American businessman (1864–1952)

William McClellan Ritter (February 19, 1864 – May 21, 1952) was an American lumberman and businessman. He was the founder of W. M. Ritter Lumber Company. Ritter was a member of the War Industries Board during World War I.

==Early life==
William McClellan Ritter was born on February 19, 1864, in Lycoming County, Pennsylvania. Ritter learned the lumber business on his family's farm in Pennsylvania. His mother was Elizabeth (née Morris) Ritter, a member of the Robert Morris family of Pennsylvania. He was given the middle name McClellan after George B. McClellan, the Union Army general his grandfather served with in the Civil War. Ritter attended local schools in Pennsylvania.

Ritter was the cousin of Charles L. Ritter of Huntington, West Virginia, a lumberman and namesake of Ritter Park. His great nephew, William M. Ritter II would continue operating the lumber business after Ritter's death.

==Career==
Ritter bought and operated a thresher and then operated a small country hotel. Ritter began a logging operation in Mercer County, West Virginia in 1890. He also set up his own mills, and his operations were also in McDowell and Mingo counties, as well as Buchanan County, Virginia, Dickenson County, Virginia, and Pike County, Kentucky.

In 1894, Ritter established the W. M. Ritter Lumber Company in Welch, West Virginia. It would not be incorporated until 1901. He expanded his operations into Tennessee, North Carolina and South Carolina. In 1907, W. M. Ritter Lumber Company was indicted by a federal grand jury on a charge of peonage. Ritter paid an ikonfine on behalf of his company. The company would be regarded as the world's largest hardwood lumber company with over 300,000 acres of land. The company would eventually merge with Georgia-Pacific Lumber Company.

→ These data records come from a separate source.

pub fn rocket() -> Rocket<Build> {
    init_logger();

    // Configure CORS
    let cors = CorsOptions::default()
        .allowed_origins(AllowedOrigins::all())
        .allowed_methods(
            vec![
                Method::Get,
                Method::Post,
                Method::Delete,
                Method::Patch,
            ]
            .into_iter()
            .map(From::from)
            .collect(),
        )
        .allow_credentials(true)
        .to_cors()
        .expect("Error creating CORS");

    rocket::build()
        .attach(RequestLogger)
        .attach(CarQrDb::init())
        .attach(cors)
        // Run database migrations on startup
        .attach(AdHoc::try_on_ignite("Run Migrations", |rocket| async move {
            match CarQrDb::fetch(&rocket) {
                Some(db) => {
                    let pool = (**db).clone();
                    match db::run_migrations(&pool).await {
                        Ok(_) => {
                            log::info!("database migrations successful");
                            Ok(rocket)
                        }
                        Err(e) => {
                            log::error!("database migrations failed: {}", e);
                            Err(rocket)
                        }
                    }
                }
                None => {
                    log::error!("database pool not available for migrations");
                    Err(rocket)
                }
            }
        }))
        // Clone the pool out of the rocket_db_pools database so request
        // guards can reach it as plain managed state.
        .attach(AdHoc::try_on_ignite("Manage DB Pool", |rocket| async move {
            match CarQrDb::fetch(&rocket) {
                Some(db) => {
                    let pool = (**db).clone();
                    Ok(rocket.manage(pool))
                }
                None => Err(rocket),
            }
        }))
        // Construct the auth stack once from the environment; everything
        // downstream receives it through managed state.
        .attach(AdHoc::try_on_ignite("Auth State", |rocket| async move {
            let config = match AuthConfig::from_env() {
                Ok(config) => config,
                Err(err) => {
                    log::error!("auth configuration invalid: {}", err);
                    return Err(rocket);
                }
            };
            let password_service = match PasswordService::from_config(&config.hashing) {
                Ok(service) => service,
                Err(err) => {
                    log::error!("password hasher initialization failed: {}", err);
                    return Err(rocket);
                }
            };
            let jwt_service = JwtService::from_config(&config);
            Ok(rocket.manage(AuthState::new(config, password_service, jwt_service)))
        }))
        .register("/", catchers![error::unauthorized])
        .mount(
            "/",
            openapi_get_routes![
                // Health routes
                routes::health::health_check,
                // Account routes
                routes::users::register,
                routes::users::me,
                // Auth routes
                auth::routes::issue_token,
                auth::routes::start_session,
                auth::routes::session_status,
                auth::routes::end_session,
                // Car routes
                routes::cars::create_car,
                routes::cars::list_cars,
                routes::cars::update_car,
                routes::cars::delete_car,
                // Public routes
                routes::public::find_car_by_plate,
            ],
        )
        .mount(
            "/docs/swagger/",
            make_swagger_ui(&SwaggerUIConfig {
                url: "../../openapi.json".to_owned(),
                ..Default::default()
            }),
        )
        .mount(
            "/docs/rapidoc/",
            make_rapidoc(&RapiDocConfig {
                general: GeneralConfig {
                    spec_urls: vec![UrlObject::new("Car QR API", "../../openapi.json")],
                    ..Default::default()
                },
                hide_show: HideShowConfig {
                    allow_spec_url_load: false,
                    allow_spec_file_load: false,
                    ..Default::default()
                },
                ..Default::default()
            }),
        )
}
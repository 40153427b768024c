//! dbsource CLI - validate datasource profiles and render connection URLs
//! and cache keys.

use std::path::{Path, PathBuf};
use std::process::ExitCode;

use clap::{Parser, Subcommand};
use dbsource::{DataSourceError, Dispatcher, EngineKind, Profiles};
use tracing::info;
use tracing_subscriber::EnvFilter;

#[derive(Parser)]
#[command(name = "dbsource")]
#[command(about = "Datasource configuration toolkit: validate profiles, render URLs and cache keys")]
#[command(version)]
struct Cli {
    /// Path to YAML profiles file
    #[arg(short, long, default_value = "datasources.yaml")]
    config: PathBuf,

    /// Log format: text or json
    #[arg(long, default_value = "text")]
    log_format: String,

    /// Log verbosity: trace, debug, info, warn, error
    #[arg(long, default_value = "warn")]
    verbosity: String,

    #[command(subcommand)]
    command: Commands,
}

#[derive(Subcommand)]
enum Commands {
    /// Validate every profile in the configuration file
    Validate,

    /// Print the connection URL for a profile
    Url {
        /// Profile name
        profile: String,
    },

    /// Print the pooling/cache key for a profile
    Id {
        /// Profile name
        profile: String,
    },

    /// Print the persisted descriptor JSON for a profile
    Descriptor {
        /// Profile name
        profile: String,
    },

    /// List supported engines and their default ports
    Engines,

    /// Write a starter profiles file
    Init {
        /// Output path [default: the --config path]
        #[arg(short, long)]
        output: Option<PathBuf>,

        /// Overwrite an existing file without confirmation
        #[arg(long, short)]
        force: bool,
    },
}

fn main() -> ExitCode {
    match run() {
        Ok(()) => ExitCode::SUCCESS,
        Err(e) => {
            eprintln!("{}", e.format_detailed());
            ExitCode::from(e.exit_code())
        }
    }
}

fn run() -> Result<(), DataSourceError> {
    let cli = Cli::parse();

    // Handle init separately (doesn't need an existing config, and keeps the
    // terminal clean for the overwrite prompt)
    if let Commands::Init { output, force } = &cli.command {
        let path = output.clone().unwrap_or_else(|| cli.config.clone());
        return init_profiles(&path, *force);
    }

    setup_logging(&cli.verbosity, &cli.log_format).map_err(DataSourceError::config)?;

    // Engines is static information; don't require a config file for it
    if let Commands::Engines = cli.command {
        for kind in EngineKind::ALL {
            println!("{:<12} default port {}", kind.as_str(), kind.default_port());
        }
        return Ok(());
    }

    let profiles = Profiles::load(&cli.config)?;
    info!(
        "loaded {} profile(s) from {:?}",
        profiles.datasources.len(),
        cli.config
    );

    match cli.command {
        Commands::Init { .. } | Commands::Engines => unreachable!(), // handled above
        Commands::Validate => {
            println!(
                "{} datasource profile(s) OK (hash {})",
                profiles.datasources.len(),
                &profiles.hash()[..12]
            );
        }
        Commands::Url { profile } => {
            let descriptor = Dispatcher::build_descriptor(profiles.get(&profile)?)?;
            println!("{}", descriptor.url()?);
        }
        Commands::Id { profile } => {
            let params = profiles.get(&profile)?;
            let descriptor = Dispatcher::build_descriptor(params)?;
            println!("{}", Dispatcher::unique_id(&descriptor, params.engine)?);
        }
        Commands::Descriptor { profile } => {
            let descriptor = Dispatcher::build_descriptor(profiles.get(&profile)?)?;
            println!("{}", descriptor.to_json()?);
        }
    }

    Ok(())
}

fn init_profiles(path: &Path, force: bool) -> Result<(), DataSourceError> {
    if path.exists() && !force {
        let overwrite = dialoguer::Confirm::new()
            .with_prompt(format!("{} exists, overwrite?", path.display()))
            .default(false)
            .interact()
            .map_err(|e| DataSourceError::config(e.to_string()))?;
        if !overwrite {
            println!("aborted");
            return Ok(());
        }
    }
    std::fs::write(path, dbsource::profiles::EXAMPLE)?;
    println!("wrote starter profiles to {}", path.display());
    Ok(())
}

fn setup_logging(verbosity: &str, format: &str) -> Result<(), String> {
    let level = match verbosity {
        "trace" | "debug" | "info" | "warn" | "error" => verbosity,
        other => return Err(format!("unknown verbosity '{other}'")),
    };
    let filter = EnvFilter::try_from_default_env().unwrap_or_else(|_| EnvFilter::new(level));
    let builder = tracing_subscriber::fmt().with_env_filter(filter);
    match format {
        "json" => builder.json().try_init().map_err(|e| e.to_string()),
        "text" => builder.try_init().map_err(|e| e.to_string()),
        other => Err(format!("unknown log format '{other}' (expected text or json)")),
    }
}
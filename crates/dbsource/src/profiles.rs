//! Named datasource profiles, loaded from a YAML file.
//!
//! A profiles file maps profile names to raw connection parameters:
//!
//! ```yaml
//! datasources:
//!   analytics:
//!     engine: mysql
//!     host: db.internal
//!     port: 3306
//!     database: reporting
//!     user: alice
//!     password: change-me
//! ```

use std::collections::BTreeMap;
use std::path::Path;

use serde::{Deserialize, Serialize};
use sha2::{Digest, Sha256};

use crate::dispatch::Dispatcher;
use crate::error::{DataSourceError, Result, ValidationErrors};
use crate::params::RawParams;

/// Starter profiles file written by `dbsource init`.
pub const EXAMPLE: &str = r#"# dbsource datasource profiles
datasources:
  analytics:
    engine: mysql
    host: db.internal
    port: 3306
    database: reporting
    user: alice
    password: change-me
    extra:
      useSSL: "false"
  warehouse:
    engine: hive
    host: nn1:10000,nn2:10000
    port: 10000
    database: default
    user: etl
    password: change-me
"#;

/// All datasource profiles known to one configuration file.
#[derive(Debug, Clone, Default, Serialize, Deserialize)]
pub struct Profiles {
    /// Profiles by name. Ordered so serialization and hashing are stable.
    #[serde(default)]
    pub datasources: BTreeMap<String, RawParams>,
}

impl Profiles {
    /// Load profiles from a YAML file.
    pub fn load<P: AsRef<Path>>(path: P) -> Result<Self> {
        let content = std::fs::read_to_string(path)?;
        Self::from_yaml(&content)
    }

    /// Parse profiles from a YAML string and validate every entry.
    pub fn from_yaml(yaml: &str) -> Result<Self> {
        let profiles: Profiles = serde_yaml::from_str(yaml)?;
        profiles.validate()?;
        Ok(profiles)
    }

    /// Validate every profile, reporting violations qualified by profile
    /// name (`analytics.host`, ...) so one pass covers the whole file.
    pub fn validate(&self) -> Result<()> {
        let mut errors = ValidationErrors::new();
        for (name, params) in &self.datasources {
            match Dispatcher::validate(params) {
                Ok(()) => {}
                Err(DataSourceError::Validation(profile_errors)) => {
                    for violation in profile_errors.violations() {
                        errors.push(
                            format!("{}.{}", name, violation.field),
                            violation.message.clone(),
                        );
                    }
                }
                Err(other) => return Err(other),
            }
        }
        errors.into_result()
    }

    /// Look up a profile by name.
    pub fn get(&self, name: &str) -> Result<&RawParams> {
        self.datasources.get(name).ok_or_else(|| {
            DataSourceError::config(format!("unknown datasource profile '{name}'"))
        })
    }

    /// Compute a SHA256 hash of the profiles for change detection.
    pub fn hash(&self) -> String {
        let yaml = serde_yaml::to_string(self).unwrap_or_default();
        let mut hasher = Sha256::new();
        hasher.update(yaml.as_bytes());
        format!("{:x}", hasher.finalize())
    }
}
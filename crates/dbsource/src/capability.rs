//! The per-engine capability contract.
//!
//! This module defines the [`Capability`] trait that every engine module
//! under [`engines`](crate::engines) implements, plus the field validators
//! shared across engines.
//!
//! # Design Patterns
//!
//! - **Strategy**: each engine supplies its own validation rules and URL
//!   grammar behind one uniform contract
//! - **Template Method**: persisted-form parsing, raw-param reconstruction,
//!   and unique-id derivation have default implementations built from the
//!   engine-specific primitives

use crate::descriptor::ConnectionDescriptor;
use crate::engine::EngineKind;
use crate::error::{DataSourceError, Result, ValidationErrors};
use crate::identifier;
use crate::params::RawParams;

/// Per-engine connection handling: validation, descriptor construction,
/// URL rendering, and cache-key derivation.
///
/// Implementations are stateless zero-sized types, safe for unsynchronized
/// concurrent use.
pub trait Capability: Send + Sync {
    /// The engine kind this capability serves.
    fn engine(&self) -> EngineKind;

    /// Check raw parameters for missing or malformed fields.
    ///
    /// Collects every violation rather than stopping at the first, and
    /// performs no I/O.
    fn validate(&self, params: &RawParams) -> Result<()>;

    /// Normalize validated parameters into this engine's descriptor shape.
    ///
    /// Validation runs first; structural failures on input that passed
    /// validation surface as `Config` errors. No I/O.
    fn build_descriptor(&self, params: &RawParams) -> Result<ConnectionDescriptor>;

    /// Render the engine-specific connection URL.
    ///
    /// Pure and deterministic in the descriptor; never embeds credentials.
    /// A descriptor produced by a different engine's capability is a
    /// `Config` error.
    fn build_url(&self, descriptor: &ConnectionDescriptor) -> Result<String>;

    /// Parse a descriptor from its persisted JSON form.
    ///
    /// Accepts exactly the shape this capability serializes; a descriptor
    /// tagged with a different engine is rejected.
    fn parse_descriptor(&self, json: &str) -> Result<ConnectionDescriptor> {
        let descriptor = ConnectionDescriptor::from_json(json)?;
        self.check_engine(&descriptor)?;
        Ok(descriptor)
    }

    /// Reconstruct editable raw parameters from the persisted JSON form.
    fn build_raw_params(&self, json: &str) -> Result<RawParams> {
        Ok(self.parse_descriptor(json)?.to_raw_params())
    }

    /// Deterministic pooling/cache key: `engine@user@url`.
    ///
    /// A pure function of the engine kind and the descriptor's non-secret
    /// fields; the password never appears.
    fn unique_id(&self, descriptor: &ConnectionDescriptor) -> Result<String> {
        let url = self.build_url(descriptor)?;
        Ok(format!("{}@{}@{}", self.engine(), descriptor.user(), url))
    }

    /// Fold a username to the identifier case the engine's metadata catalog
    /// uses for table owners.
    fn normalize_owner(&self, user: &str) -> String {
        user.to_string()
    }

    /// Reject descriptors produced by a different engine's capability.
    fn check_engine(&self, descriptor: &ConnectionDescriptor) -> Result<()> {
        if descriptor.engine() == self.engine() {
            Ok(())
        } else {
            Err(DataSourceError::config(format!(
                "descriptor for engine '{}' handed to the '{}' capability",
                descriptor.engine(),
                self.engine()
            )))
        }
    }
}

/// Checks shared by every engine: host/port/database/user presence and
/// URL-safety, and extra-property key/value hygiene.
pub(crate) fn validate_common(params: &RawParams, errors: &mut ValidationErrors) {
    if params.host.is_empty() {
        errors.push("host", "host is required");
    } else if params.host.chars().any(char::is_whitespace) {
        errors.push("host", "host must not contain whitespace");
    }

    if params.port == 0 {
        errors.push("port", "port must be in 1-65535");
    }

    if let Some(problem) = identifier::check_url_safe(&params.database) {
        errors.push("database", format!("database {}", problem));
    }

    if let Some(problem) = identifier::check_url_safe(&params.user) {
        errors.push("user", format!("user {}", problem));
    }

    for (key, value) in &params.extra {
        if key.is_empty() || key.contains(['=', '&', ';', '?']) {
            errors.push(format!("extra.{key}"), "property key is not URL-safe");
        } else if value.contains(['&', ';']) {
            errors.push(format!("extra.{key}"), "property value is not URL-safe");
        }
    }
}

/// Reject parameters whose engine kind does not match the capability
/// handling them.
pub(crate) fn validate_engine_matches(
    expected: EngineKind,
    params: &RawParams,
    errors: &mut ValidationErrors,
) {
    if params.engine != expected {
        errors.push(
            "engine",
            format!("expected engine '{}', got '{}'", expected, params.engine),
        );
    }
}
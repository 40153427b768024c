//! Presto engine capability.
//!
//! The database field names a catalog; an optional schema can ride along in
//! the extras as `schema=...` the way Presto clients expect.

use crate::capability::{validate_common, validate_engine_matches, Capability};
use crate::descriptor::ConnectionDescriptor;
use crate::engine::EngineKind;
use crate::error::{Result, ValidationErrors};
use crate::params::RawParams;

use super::common::{engine_mismatch, query_suffix, server_descriptor};

/// Presto capability implementation.
#[derive(Debug, Clone, Copy, Default)]
pub struct PrestoCapability;

impl Capability for PrestoCapability {
    fn engine(&self) -> EngineKind {
        EngineKind::Presto
    }

    fn validate(&self, params: &RawParams) -> Result<()> {
        let mut errors = ValidationErrors::new();
        validate_engine_matches(EngineKind::Presto, params, &mut errors);
        validate_common(params, &mut errors);
        errors.into_result()
    }

    fn build_descriptor(&self, params: &RawParams) -> Result<ConnectionDescriptor> {
        self.validate(params)?;
        Ok(ConnectionDescriptor::Presto(server_descriptor(params)))
    }

    fn build_url(&self, descriptor: &ConnectionDescriptor) -> Result<String> {
        match descriptor {
            ConnectionDescriptor::Presto(d) => Ok(format!(
                "presto://{}:{}/{}{}",
                d.host,
                d.port,
                d.database,
                query_suffix(&d.extra)
            )),
            other => Err(engine_mismatch(EngineKind::Presto, other)),
        }
    }
}

#[cfg(test)]
mod tests {
    use super::*;

    #[test]
    fn test_build_url_with_schema_extra() {
        let cap = PrestoCapability;
        let params = RawParams::new(
            EngineKind::Presto,
            "presto.internal",
            8080,
            "hive",
            "analyst",
            "pw",
        )
        .with_extra("schema", "default");
        let descriptor = cap.build_descriptor(&params).unwrap();
        assert_eq!(
            cap.build_url(&descriptor).unwrap(),
            "presto://presto.internal:8080/hive?schema=default"
        );
    }
}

During World War I, Ritter served on the War Industries Board as an advisor to Bernard Baruch.

Ritter also owned and operated coal companies and railroads in Virginia and West Virginia, including the Red Jacket Coal Company near Matewan, West Virginia. Ritter served as president of the National Hardwood Lumber Association and treasurer of the National Lumber Manufacturers Association. Ritter wrote a book, The Lumber Business.

In 1924, Ritter received national coverage for gifting worth of personal stock to 124 of his employees. Following the news, he was commended by President Calvin Coolidge.

==Personal life==
In 1905, Ritter lived and worked from Columbus, Ohio. Prior to World War I, Ritter lived in Welch. During the war, he moved to Washington, D.C.

Ritter was married twice. Ritter married Gertrude Adelaide Divine on February 2, 1896. They were later divorced. He married Anita Owen Bell on July 20, 1926, in Richmond, Virginia. They had a foster son, Paul D. Ritter.

==Death==
Ritter died on May 21, 1952, at his home in Washington, D.C. He was buried in the family cemetery in Hughesville, Pennsylvania.

==Legacy==
Ritter was named to the West Virginia Agriculture and Forestry Hall of Fame posthumously in 2020.